Renaissance
- Company type: Private
- Industry: Educational software
- Founded: 1986; 40 years ago
- Founders: Judith and Terrance Paul
- Headquarters: Wisconsin Rapids, Wisconsin, U.S.
- Area served: International
- Key people: Chris Bauleke, CEO
- Products: Accelerated Reader, Accelerated Reader 360, English in a Flash, Accelerated Math, MathFacts in a Flash, Star 360, myON Reader, Nearpod, Flocabulary, Freckle, Lalilo
- Number of employees: 1,200 (as of June 1, 2017)
- Parent: Francisco Partners
- Subsidiaries: AlphaSmart; Humanities Software, Inc.; Renaissance Learning UK Ltd.; Renaissance Corporate Services
- Website: renaissance.com

= Renaissance Learning =

American educational software company

Renaissance Learning, Inc. (also known simply as Renaissance) is a software as a service and learning analytics company that makes Pre-K–12 educational software and adaptive assessments. Renaissance employs about 1,000 employees in nine U.S. cities and subsidiaries in Canada, the United Kingdom, Korea, and Australia. The company is known for creating Accelerated Reader and Star computer-adaptive assessments.

== History ==

The company was founded in 1986 by Judith and Terrance Paul after Judith developed Accelerated Reader, originally named Read Up!, in the basement of her home in Port Edwards, Wisconsin. Judith designed Accelerated Reader to encourage her children to read more books. Read Up! changed its name to Advantage Learning Systems, Inc., in 1991. On September 25, 1997, the company had its initial public offering and was traded on the Nasdaq exchange under the ticker ALSI. It adopted the name Renaissance Learning in 2001. In 2005, Renaissance acquired AlphaSmart for $57 million in cash and stock.

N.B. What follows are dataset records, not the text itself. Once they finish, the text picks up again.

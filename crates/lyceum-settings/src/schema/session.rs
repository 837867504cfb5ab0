//! Session, cookie, and cross-origin settings.

use serde::Serialize;

use crate::document::Document;
use crate::resolve::merge::{overlay, overlay_opt};

/// Session and cookie settings.
#[derive(Debug, Clone, PartialEq, Serialize)]
pub struct SessionSettings {
    /// Session store backend.
    pub engine: String,
    pub cookie_domain: Option<String>,
    pub cookie_name: String,
    pub cookie_httponly: bool,
    pub cookie_secure: bool,
    pub save_every_request: bool,
    /// Idle sessions expire after this many seconds, when set.
    pub inactivity_timeout_secs: Option<u64>,
    /// Marker cookie the marketing site reads to adjust its header.
    pub logged_in_cookie_name: String,
    pub user_info_cookie_name: String,
    /// Domain shared by cross-service cookies.
    pub base_cookie_domain: Option<String>,
    pub affiliate_cookie_name: String,
    pub csrf_cookie_secure: bool,
    pub x_frame_options: String,
    /// Hosts login may redirect back to, beyond the site itself.
    pub login_redirect_whitelist: Vec<String>,
}

impl Default for SessionSettings {
    fn default() -> Self {
        Self {
            engine: "lyceum.sessions.backends.cache".to_string(),
            cookie_domain: None,
            cookie_name: "sessionid".to_string(),
            cookie_httponly: true,
            cookie_secure: false,
            save_every_request: false,
            inactivity_timeout_secs: None,
            logged_in_cookie_name: "lyceum_logged_in".to_string(),
            user_info_cookie_name: "lyceum-user-info".to_string(),
            base_cookie_domain: None,
            affiliate_cookie_name: "affiliate_id".to_string(),
            csrf_cookie_secure: false,
            x_frame_options: "DENY".to_string(),
            login_redirect_whitelist: Vec::new(),
        }
    }
}

impl SessionSettings {
    pub(crate) fn apply(&mut self, doc: &Document) {
        overlay(&mut self.engine, &doc.session_engine);
        overlay_opt(&mut self.cookie_domain, &doc.session_cookie_domain);
        overlay(&mut self.cookie_name, &doc.session_cookie_name);
        overlay(&mut self.cookie_httponly, &doc.session_cookie_httponly);
        overlay(&mut self.cookie_secure, &doc.session_cookie_secure);
        overlay(&mut self.save_every_request, &doc.session_save_every_request);
        overlay_opt(
            &mut self.inactivity_timeout_secs,
            &doc.session_inactivity_timeout_in_seconds,
        );
        overlay(&mut self.logged_in_cookie_name, &doc.logged_in_cookie_name);
        overlay(&mut self.user_info_cookie_name, &doc.user_info_cookie_name);
        overlay_opt(&mut self.base_cookie_domain, &doc.base_cookie_domain);
        overlay(&mut self.affiliate_cookie_name, &doc.affiliate_cookie_name);
        overlay(&mut self.csrf_cookie_secure, &doc.csrf_cookie_secure);
        overlay(&mut self.x_frame_options, &doc.x_frame_options);
        overlay(
            &mut self.login_redirect_whitelist,
            &doc.login_redirect_whitelist,
        );
    }
}

/// Cross-origin request settings.
///
/// These stay at their inert defaults unless the CORS or cross-domain CSRF
/// features are enabled; the feature fan-out fills them from the document.
#[derive(Debug, Clone, PartialEq, Serialize, Default)]
pub struct CorsSettings {
    pub allow_credentials: bool,
    pub origin_whitelist: Vec<String>,
    pub origin_allow_all: bool,
    pub allow_insecure: bool,
    /// Request headers accepted cross-origin.
    pub allow_headers: Vec<String>,
    pub cross_domain_csrf_cookie_name: Option<String>,
    pub cross_domain_csrf_cookie_domain: Option<String>,
}

// =============================================================================
// Tests
// =============================================================================

#[cfg(test)]
mod tests {
    use super::*;

    #[test]
    fn test_session_overlays() {
        let doc = Document::from_yaml(
            r#"
            SESSION_COOKIE_DOMAIN: .lyceum.example.edu
            SESSION_COOKIE_SECURE: true
            SESSION_INACTIVITY_TIMEOUT_IN_SECONDS: 1800
            LOGIN_REDIRECT_WHITELIST: ["studio.lyceum.example.edu"]
            "#,
        )
        .unwrap();

        let mut session = SessionSettings::default();
        session.apply(&doc);

        assert_eq!(session.cookie_domain.as_deref(), Some(".lyceum.example.edu"));
        assert!(session.cookie_secure);
        assert_eq!(session.inactivity_timeout_secs, Some(1800));
        assert_eq!(
            session.login_redirect_whitelist,
            ["studio.lyceum.example.edu"]
        );
        // Untouched fields keep their defaults.
        assert_eq!(session.engine, "lyceum.sessions.backends.cache");
        assert!(session.cookie_httponly);
    }

    #[test]
    fn test_cors_defaults_are_inert() {
        let cors = CorsSettings::default();
        assert!(!cors.allow_credentials);
        assert!(!cors.origin_allow_all);
        assert!(cors.origin_whitelist.is_empty());
        assert!(cors.allow_headers.is_empty());
    }
}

The company was publicly traded until October 2011, when Permira purchased all outstanding shares and maintained ownership of Renaissance until selling the company in 2014 to Hellman & Friedman for $1.1 billion. CapitalG, a sister company to Google and subsidiary of Alphabet Inc., became an equity investor in Renaissance in 2014. In February 2015, Renaissance acquired UClass, a cloud-based storage and content management service. In 2016, Renaissance re-branded and dropped "Learning" from their name. In May 2018 the company was acquired by private equity firm Francisco Partners.

In 2019, Renaissance acquired Schoolzilla. In February 2021, it acquired Nearpod and Flocabulary, and the French education company Lalilo.

==Reception==

In June 2016, the United States Department of Education's Institute of Education Sciences in What Works Clearinghouse found Accelerated Reader to have mixed effects on comprehension for beginning readers. The company's programs have been criticized for potentially limiting a student's recreational reading to a list of books that fall in their book level, in order to accrue "points", and trivializing books and undermining reading by reducing it to a competitive game. Susan Straight in The New York Times says, "the passion and serendipity of choosing a book at the library based on the subject or the cover of the first page is nearly gone, as well as the excitement of reading a book simply for pleasure. This is not all the fault of Renaissance, which I believe is trying to help schools encourage students to read."